[Excerpts from a dataset]
======

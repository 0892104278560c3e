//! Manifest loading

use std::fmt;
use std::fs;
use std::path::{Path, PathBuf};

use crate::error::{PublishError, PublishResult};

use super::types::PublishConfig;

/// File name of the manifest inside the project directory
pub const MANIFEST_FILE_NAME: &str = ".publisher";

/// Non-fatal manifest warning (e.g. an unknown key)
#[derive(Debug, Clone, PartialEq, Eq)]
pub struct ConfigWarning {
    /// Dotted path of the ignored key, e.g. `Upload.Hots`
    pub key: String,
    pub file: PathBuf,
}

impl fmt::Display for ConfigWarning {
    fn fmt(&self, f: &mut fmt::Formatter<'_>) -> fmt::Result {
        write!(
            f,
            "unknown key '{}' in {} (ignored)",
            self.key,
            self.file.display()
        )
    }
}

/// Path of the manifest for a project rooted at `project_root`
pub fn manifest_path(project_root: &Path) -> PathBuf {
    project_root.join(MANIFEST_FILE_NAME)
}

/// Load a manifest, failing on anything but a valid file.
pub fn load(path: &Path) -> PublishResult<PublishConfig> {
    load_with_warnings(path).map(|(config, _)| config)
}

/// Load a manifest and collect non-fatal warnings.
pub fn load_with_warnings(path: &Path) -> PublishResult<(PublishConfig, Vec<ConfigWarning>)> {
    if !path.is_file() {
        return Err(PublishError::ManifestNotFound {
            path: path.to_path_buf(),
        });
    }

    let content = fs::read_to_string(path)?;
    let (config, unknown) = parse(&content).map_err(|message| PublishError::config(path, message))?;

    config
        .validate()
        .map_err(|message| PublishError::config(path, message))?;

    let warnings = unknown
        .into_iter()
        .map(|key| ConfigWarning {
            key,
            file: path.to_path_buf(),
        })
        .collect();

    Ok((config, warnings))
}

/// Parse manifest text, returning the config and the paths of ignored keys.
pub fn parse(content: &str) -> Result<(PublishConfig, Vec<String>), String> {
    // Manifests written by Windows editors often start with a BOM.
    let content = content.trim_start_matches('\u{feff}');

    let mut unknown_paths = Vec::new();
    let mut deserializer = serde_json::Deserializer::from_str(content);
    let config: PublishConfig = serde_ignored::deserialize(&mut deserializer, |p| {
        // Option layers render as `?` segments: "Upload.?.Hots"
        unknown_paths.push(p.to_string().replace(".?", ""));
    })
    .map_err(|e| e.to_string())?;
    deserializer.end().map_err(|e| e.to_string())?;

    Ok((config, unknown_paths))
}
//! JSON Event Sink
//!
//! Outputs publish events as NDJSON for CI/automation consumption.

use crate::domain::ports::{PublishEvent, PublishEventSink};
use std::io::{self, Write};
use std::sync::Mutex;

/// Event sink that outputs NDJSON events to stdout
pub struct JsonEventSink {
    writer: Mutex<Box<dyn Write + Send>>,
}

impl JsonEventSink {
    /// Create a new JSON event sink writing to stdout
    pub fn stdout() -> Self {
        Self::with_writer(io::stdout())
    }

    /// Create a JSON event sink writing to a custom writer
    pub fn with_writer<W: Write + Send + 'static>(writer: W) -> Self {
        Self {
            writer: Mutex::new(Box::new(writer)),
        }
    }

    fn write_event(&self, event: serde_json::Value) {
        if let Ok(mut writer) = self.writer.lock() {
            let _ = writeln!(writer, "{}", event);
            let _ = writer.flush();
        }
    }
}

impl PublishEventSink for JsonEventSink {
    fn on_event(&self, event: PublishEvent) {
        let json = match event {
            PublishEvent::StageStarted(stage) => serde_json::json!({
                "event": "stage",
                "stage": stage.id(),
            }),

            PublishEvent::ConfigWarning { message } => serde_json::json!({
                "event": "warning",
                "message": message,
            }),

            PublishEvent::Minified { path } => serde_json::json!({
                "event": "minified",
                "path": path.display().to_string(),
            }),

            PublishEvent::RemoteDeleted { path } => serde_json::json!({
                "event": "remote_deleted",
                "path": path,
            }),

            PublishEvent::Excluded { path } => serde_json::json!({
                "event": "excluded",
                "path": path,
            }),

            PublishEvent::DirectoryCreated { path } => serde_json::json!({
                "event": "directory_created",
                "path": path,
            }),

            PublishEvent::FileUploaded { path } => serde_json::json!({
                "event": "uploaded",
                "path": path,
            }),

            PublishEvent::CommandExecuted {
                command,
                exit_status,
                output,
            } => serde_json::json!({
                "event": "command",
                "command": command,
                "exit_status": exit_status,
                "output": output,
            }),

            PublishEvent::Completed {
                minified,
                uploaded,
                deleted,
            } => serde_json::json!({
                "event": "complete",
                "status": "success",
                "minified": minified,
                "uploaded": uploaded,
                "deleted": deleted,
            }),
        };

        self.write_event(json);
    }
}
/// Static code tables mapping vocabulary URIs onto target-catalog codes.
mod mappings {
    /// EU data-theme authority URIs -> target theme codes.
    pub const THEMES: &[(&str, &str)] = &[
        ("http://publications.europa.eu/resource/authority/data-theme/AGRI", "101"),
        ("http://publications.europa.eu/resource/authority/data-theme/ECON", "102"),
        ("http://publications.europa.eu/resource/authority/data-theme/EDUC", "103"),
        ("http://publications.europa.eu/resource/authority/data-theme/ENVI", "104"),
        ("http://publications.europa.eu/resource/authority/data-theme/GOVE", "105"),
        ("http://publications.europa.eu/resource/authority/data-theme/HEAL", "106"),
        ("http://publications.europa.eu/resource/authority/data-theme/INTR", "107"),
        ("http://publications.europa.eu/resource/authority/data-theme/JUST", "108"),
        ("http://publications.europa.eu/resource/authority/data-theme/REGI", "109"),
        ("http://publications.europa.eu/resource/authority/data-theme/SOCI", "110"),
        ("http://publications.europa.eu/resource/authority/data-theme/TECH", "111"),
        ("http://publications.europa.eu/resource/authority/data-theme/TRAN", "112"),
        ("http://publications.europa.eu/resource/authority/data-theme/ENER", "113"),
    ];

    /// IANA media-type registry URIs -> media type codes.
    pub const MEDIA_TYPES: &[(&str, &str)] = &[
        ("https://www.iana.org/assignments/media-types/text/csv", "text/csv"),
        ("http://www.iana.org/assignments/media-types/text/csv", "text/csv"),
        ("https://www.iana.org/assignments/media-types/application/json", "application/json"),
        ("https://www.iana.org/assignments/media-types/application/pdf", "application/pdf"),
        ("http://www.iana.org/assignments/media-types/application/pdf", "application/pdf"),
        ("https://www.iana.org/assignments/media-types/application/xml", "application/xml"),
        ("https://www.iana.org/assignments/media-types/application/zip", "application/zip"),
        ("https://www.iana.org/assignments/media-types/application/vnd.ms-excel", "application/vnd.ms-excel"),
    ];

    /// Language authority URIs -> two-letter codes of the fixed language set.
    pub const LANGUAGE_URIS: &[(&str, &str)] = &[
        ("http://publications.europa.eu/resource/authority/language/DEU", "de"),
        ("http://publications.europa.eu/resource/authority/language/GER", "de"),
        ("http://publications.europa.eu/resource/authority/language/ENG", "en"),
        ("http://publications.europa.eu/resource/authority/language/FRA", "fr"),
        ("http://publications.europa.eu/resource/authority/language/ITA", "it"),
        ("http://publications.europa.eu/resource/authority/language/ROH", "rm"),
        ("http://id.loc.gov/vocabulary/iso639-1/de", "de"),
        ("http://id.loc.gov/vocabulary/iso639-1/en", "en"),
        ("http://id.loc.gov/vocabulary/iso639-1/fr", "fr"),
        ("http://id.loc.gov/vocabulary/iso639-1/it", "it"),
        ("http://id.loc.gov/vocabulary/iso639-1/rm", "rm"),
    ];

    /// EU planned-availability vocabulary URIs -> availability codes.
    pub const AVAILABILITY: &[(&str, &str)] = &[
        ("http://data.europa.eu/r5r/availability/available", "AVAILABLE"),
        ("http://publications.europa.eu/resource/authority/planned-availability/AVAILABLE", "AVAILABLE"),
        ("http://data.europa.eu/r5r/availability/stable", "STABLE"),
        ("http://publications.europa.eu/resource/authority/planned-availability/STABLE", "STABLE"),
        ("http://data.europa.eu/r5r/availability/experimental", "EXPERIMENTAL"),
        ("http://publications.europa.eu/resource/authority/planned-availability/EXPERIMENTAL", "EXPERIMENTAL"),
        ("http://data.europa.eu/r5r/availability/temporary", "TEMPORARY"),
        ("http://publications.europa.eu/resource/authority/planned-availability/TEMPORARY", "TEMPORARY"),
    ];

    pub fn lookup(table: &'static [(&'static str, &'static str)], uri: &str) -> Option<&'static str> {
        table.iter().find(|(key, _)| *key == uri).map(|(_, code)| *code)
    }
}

======

#### [Try it]
Search the entries above for "NDJSON". Return every line that has it.

#### [Solved exercise]
//! Outputs publish events as NDJSON for CI/automation consumption.
/// Event sink that outputs NDJSON events to stdout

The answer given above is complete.